- **Problem to work on**: Go through the records and extract every line with the word "WidgetId".

- **Provided data**:
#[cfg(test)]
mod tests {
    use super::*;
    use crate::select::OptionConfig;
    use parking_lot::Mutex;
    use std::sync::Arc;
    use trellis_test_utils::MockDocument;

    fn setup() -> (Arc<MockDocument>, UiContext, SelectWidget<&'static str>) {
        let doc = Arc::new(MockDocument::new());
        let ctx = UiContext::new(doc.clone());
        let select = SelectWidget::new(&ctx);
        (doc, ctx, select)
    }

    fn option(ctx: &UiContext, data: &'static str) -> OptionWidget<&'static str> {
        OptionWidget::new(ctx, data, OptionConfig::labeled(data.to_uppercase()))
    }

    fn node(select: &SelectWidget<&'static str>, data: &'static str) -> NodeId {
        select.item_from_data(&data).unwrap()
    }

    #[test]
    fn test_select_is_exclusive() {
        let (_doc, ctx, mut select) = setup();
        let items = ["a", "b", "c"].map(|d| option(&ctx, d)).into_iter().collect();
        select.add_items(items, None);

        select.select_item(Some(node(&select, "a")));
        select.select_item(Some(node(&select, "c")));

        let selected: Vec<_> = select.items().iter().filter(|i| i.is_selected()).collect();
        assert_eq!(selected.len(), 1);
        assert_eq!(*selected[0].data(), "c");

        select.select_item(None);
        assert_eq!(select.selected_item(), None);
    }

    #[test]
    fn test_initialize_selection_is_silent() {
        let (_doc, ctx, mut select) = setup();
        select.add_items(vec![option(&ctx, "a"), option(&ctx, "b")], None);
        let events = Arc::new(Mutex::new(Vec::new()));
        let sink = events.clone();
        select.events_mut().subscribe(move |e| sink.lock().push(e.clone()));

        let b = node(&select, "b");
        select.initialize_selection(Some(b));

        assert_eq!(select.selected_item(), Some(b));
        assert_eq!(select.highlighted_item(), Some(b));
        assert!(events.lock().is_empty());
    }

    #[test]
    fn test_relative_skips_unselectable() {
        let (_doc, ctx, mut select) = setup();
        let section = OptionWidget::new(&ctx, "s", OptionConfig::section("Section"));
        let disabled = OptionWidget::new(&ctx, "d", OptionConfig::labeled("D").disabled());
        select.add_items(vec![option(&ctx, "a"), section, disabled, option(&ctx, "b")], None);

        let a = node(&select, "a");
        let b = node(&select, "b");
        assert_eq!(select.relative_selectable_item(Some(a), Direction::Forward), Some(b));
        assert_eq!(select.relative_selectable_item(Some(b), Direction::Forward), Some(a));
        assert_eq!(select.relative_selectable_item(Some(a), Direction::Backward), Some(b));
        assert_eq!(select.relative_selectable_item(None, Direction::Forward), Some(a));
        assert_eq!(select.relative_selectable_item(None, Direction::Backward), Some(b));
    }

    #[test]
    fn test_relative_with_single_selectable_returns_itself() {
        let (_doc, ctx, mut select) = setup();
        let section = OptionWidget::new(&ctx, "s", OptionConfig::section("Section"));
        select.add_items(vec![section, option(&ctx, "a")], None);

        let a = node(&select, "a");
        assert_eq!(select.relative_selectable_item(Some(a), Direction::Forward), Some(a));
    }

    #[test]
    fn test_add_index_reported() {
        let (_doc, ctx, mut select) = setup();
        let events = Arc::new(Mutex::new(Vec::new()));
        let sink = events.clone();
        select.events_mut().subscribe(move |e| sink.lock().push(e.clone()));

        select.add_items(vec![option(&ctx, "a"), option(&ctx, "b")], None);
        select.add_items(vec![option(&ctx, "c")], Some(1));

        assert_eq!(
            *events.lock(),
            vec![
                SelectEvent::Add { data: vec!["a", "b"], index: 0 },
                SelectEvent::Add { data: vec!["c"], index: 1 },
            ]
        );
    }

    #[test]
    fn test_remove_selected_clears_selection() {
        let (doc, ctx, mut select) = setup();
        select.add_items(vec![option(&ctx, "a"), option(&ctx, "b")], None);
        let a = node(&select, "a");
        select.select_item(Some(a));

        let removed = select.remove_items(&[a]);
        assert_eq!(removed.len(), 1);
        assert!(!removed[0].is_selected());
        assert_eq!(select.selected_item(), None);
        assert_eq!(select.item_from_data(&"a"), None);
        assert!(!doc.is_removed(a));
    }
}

---

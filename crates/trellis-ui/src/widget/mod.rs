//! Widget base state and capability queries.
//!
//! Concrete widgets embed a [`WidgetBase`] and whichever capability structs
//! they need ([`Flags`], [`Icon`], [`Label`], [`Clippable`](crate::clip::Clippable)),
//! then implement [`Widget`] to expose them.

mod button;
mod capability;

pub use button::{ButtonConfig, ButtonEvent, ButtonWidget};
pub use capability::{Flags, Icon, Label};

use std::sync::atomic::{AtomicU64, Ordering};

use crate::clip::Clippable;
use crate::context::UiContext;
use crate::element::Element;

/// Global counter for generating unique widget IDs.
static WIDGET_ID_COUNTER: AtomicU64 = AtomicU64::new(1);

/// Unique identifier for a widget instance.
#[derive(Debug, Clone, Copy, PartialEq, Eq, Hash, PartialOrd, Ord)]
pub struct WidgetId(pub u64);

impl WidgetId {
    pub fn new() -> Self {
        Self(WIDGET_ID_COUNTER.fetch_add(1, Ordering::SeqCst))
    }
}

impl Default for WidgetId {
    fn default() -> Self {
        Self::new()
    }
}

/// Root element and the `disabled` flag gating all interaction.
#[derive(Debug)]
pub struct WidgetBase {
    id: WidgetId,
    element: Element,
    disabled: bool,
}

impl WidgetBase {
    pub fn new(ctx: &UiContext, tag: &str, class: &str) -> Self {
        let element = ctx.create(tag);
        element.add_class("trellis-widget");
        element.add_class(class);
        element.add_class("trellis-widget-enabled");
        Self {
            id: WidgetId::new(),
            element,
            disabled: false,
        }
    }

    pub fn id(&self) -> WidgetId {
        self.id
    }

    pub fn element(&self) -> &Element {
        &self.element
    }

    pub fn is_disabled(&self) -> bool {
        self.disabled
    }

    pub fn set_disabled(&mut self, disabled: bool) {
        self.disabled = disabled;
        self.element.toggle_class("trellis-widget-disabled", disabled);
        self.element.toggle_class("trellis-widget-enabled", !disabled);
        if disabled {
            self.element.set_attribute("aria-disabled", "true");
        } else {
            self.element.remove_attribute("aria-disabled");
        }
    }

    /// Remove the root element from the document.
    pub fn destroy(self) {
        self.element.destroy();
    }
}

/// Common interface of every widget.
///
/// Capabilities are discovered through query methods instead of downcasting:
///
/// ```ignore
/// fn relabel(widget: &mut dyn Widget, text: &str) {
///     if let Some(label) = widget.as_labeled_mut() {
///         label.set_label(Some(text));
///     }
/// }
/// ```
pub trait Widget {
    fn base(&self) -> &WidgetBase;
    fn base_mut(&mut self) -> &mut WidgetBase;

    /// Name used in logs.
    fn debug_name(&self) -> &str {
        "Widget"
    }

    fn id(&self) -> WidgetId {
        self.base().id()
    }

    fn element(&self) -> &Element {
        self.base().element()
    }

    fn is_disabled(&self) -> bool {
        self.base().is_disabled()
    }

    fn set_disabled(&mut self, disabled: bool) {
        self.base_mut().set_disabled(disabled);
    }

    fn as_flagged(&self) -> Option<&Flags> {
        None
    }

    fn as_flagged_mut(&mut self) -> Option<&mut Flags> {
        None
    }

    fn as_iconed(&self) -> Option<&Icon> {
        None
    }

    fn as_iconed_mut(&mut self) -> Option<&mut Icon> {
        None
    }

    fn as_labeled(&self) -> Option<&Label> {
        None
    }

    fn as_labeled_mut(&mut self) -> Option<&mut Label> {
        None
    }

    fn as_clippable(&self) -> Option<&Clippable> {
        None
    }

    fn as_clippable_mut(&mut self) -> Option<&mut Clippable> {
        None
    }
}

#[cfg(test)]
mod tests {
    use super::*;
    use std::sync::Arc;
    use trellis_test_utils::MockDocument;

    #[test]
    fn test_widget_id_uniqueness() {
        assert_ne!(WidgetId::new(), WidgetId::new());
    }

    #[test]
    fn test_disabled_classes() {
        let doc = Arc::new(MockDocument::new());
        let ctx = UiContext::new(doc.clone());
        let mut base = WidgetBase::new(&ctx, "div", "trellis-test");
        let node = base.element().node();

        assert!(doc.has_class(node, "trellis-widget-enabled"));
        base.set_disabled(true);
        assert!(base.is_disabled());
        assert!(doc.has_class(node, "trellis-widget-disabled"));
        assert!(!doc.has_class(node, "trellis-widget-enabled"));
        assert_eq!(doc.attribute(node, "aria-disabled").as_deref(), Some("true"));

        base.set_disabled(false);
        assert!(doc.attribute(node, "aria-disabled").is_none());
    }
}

- **Response to this task**:
pub struct WidgetId(pub u64);
impl WidgetId {
impl Default for WidgetId {
    id: WidgetId,
            id: WidgetId::new(),
    pub fn id(&self) -> WidgetId {
    fn id(&self) -> WidgetId {
        assert_ne!(WidgetId::new(), WidgetId::new());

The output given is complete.